# YOUR INSTRUCTIONS
Within the data that follows, set down exactly the lines from the one containing "the advection term" through the one containing "let right = args[2];", both ends included.

*** Opening of AVAILABLE DATA ***

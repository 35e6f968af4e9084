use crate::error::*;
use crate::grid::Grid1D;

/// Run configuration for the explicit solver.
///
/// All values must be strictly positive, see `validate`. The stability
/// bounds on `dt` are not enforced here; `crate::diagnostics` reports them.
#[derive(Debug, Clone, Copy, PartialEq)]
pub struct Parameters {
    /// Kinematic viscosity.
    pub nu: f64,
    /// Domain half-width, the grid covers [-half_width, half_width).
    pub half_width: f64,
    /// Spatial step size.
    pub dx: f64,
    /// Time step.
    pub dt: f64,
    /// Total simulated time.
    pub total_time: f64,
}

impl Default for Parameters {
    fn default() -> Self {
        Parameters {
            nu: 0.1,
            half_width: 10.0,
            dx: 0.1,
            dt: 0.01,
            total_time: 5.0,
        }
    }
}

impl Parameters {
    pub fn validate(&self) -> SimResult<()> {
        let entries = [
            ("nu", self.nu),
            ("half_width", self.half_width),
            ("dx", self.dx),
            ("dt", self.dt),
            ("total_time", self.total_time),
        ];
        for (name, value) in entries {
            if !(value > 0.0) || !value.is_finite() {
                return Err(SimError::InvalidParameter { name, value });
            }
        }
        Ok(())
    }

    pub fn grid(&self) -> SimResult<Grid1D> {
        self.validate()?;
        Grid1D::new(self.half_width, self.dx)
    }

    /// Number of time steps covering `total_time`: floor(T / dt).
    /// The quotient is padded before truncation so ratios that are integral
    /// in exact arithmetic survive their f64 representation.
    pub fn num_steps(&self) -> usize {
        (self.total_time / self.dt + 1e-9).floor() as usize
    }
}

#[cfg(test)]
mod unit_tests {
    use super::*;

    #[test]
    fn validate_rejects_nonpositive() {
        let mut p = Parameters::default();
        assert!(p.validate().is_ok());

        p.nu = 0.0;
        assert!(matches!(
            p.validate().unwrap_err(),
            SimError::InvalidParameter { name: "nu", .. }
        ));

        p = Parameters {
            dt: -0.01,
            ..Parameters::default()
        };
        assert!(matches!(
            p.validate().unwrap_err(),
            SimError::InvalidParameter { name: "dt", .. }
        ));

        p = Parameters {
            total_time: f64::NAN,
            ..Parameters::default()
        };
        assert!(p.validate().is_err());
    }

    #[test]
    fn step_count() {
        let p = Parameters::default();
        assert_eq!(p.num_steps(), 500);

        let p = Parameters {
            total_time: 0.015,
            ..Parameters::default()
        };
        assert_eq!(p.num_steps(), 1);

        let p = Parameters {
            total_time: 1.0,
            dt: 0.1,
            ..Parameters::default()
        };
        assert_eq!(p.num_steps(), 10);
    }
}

*** Close of AVAILABLE DATA ***
*** Opening of AVAILABLE DATA ***

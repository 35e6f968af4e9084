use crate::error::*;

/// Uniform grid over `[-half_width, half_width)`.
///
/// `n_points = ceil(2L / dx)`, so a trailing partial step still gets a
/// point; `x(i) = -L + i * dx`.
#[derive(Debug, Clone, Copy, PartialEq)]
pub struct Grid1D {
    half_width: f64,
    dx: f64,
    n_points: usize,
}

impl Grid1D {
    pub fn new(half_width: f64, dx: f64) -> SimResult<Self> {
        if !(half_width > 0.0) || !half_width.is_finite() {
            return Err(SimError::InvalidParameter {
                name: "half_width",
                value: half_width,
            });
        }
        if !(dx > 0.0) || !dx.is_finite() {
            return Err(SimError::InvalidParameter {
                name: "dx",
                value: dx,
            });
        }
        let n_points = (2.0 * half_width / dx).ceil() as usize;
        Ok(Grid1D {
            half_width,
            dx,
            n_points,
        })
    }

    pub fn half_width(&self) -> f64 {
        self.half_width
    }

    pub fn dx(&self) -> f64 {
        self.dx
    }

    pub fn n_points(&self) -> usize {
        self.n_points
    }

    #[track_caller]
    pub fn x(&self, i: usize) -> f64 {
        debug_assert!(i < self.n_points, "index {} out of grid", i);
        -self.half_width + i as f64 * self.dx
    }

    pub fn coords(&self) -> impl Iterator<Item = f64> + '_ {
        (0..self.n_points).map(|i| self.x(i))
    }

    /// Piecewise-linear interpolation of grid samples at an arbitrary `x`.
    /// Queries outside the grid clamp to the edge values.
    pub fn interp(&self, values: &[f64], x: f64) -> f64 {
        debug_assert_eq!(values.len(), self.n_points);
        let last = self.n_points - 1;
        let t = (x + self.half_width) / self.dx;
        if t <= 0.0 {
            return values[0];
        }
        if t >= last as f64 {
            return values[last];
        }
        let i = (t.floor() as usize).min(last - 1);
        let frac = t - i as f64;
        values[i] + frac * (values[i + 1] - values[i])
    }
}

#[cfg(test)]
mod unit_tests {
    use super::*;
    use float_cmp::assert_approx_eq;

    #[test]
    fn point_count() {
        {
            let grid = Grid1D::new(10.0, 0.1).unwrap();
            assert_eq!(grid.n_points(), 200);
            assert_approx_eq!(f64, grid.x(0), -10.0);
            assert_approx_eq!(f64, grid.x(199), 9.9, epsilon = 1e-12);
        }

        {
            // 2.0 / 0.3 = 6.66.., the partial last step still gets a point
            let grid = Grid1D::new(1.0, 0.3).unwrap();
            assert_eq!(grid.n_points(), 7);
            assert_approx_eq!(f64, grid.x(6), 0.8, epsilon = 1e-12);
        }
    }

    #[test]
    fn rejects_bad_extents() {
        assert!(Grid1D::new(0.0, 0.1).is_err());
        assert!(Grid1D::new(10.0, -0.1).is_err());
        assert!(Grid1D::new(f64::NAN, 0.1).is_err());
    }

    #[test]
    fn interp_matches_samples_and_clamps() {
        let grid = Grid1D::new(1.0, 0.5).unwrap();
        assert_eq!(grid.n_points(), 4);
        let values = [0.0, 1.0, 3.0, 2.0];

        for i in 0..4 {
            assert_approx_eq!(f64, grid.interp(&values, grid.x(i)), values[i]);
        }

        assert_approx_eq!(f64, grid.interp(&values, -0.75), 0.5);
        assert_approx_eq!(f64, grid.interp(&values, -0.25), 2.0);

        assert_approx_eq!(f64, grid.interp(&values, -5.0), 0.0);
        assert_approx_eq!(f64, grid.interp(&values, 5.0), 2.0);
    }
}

*** Close of AVAILABLE DATA ***
*** Opening of AVAILABLE DATA ***

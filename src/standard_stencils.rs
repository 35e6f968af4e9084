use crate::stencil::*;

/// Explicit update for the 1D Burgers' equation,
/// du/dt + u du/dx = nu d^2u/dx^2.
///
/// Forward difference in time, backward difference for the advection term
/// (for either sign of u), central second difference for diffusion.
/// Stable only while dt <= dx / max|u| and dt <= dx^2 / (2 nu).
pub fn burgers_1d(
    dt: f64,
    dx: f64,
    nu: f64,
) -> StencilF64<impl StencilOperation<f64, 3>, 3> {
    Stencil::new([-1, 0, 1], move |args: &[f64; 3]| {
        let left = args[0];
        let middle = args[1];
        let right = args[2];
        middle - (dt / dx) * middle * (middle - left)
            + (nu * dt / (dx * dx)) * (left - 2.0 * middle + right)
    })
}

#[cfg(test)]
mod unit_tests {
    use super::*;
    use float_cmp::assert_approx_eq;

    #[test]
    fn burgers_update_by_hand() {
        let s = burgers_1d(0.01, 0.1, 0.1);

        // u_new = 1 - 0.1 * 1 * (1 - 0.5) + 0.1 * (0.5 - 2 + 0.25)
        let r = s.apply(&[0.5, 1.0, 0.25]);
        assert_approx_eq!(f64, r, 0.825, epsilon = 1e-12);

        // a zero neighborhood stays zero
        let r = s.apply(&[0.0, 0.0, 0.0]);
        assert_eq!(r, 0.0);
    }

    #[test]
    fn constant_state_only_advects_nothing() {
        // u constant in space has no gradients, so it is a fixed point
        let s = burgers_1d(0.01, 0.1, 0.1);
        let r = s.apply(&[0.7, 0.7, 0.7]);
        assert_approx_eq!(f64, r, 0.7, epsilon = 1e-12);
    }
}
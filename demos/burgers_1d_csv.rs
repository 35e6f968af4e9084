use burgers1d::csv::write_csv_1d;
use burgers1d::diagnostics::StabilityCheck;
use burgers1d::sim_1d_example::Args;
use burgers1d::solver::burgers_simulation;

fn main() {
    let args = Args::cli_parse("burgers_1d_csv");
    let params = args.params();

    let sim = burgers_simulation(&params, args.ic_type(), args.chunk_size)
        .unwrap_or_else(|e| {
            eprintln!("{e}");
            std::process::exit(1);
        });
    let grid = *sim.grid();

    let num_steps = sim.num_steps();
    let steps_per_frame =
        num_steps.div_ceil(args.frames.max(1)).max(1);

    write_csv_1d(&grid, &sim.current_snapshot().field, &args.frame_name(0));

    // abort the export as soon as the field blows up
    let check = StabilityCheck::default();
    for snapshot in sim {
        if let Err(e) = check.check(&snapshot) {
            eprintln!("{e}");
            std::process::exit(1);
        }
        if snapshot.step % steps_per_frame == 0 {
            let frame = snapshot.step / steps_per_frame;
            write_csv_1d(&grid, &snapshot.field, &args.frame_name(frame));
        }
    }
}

*** Close of AVAILABLE DATA ***

# RESULT FOR THIS TASK
/// Forward difference in time, backward difference for the advection term
/// (for either sign of u), central second difference for diffusion.
/// Stable only while dt <= dx / max|u| and dt <= dx^2 / (2 nu).
pub fn burgers_1d(
    dt: f64,
    dx: f64,
    nu: f64,
) -> StencilF64<impl StencilOperation<f64, 3>, 3> {
    Stencil::new([-1, 0, 1], move |args: &[f64; 3]| {
        let left = args[0];
        let middle = args[1];
        let right = args[2];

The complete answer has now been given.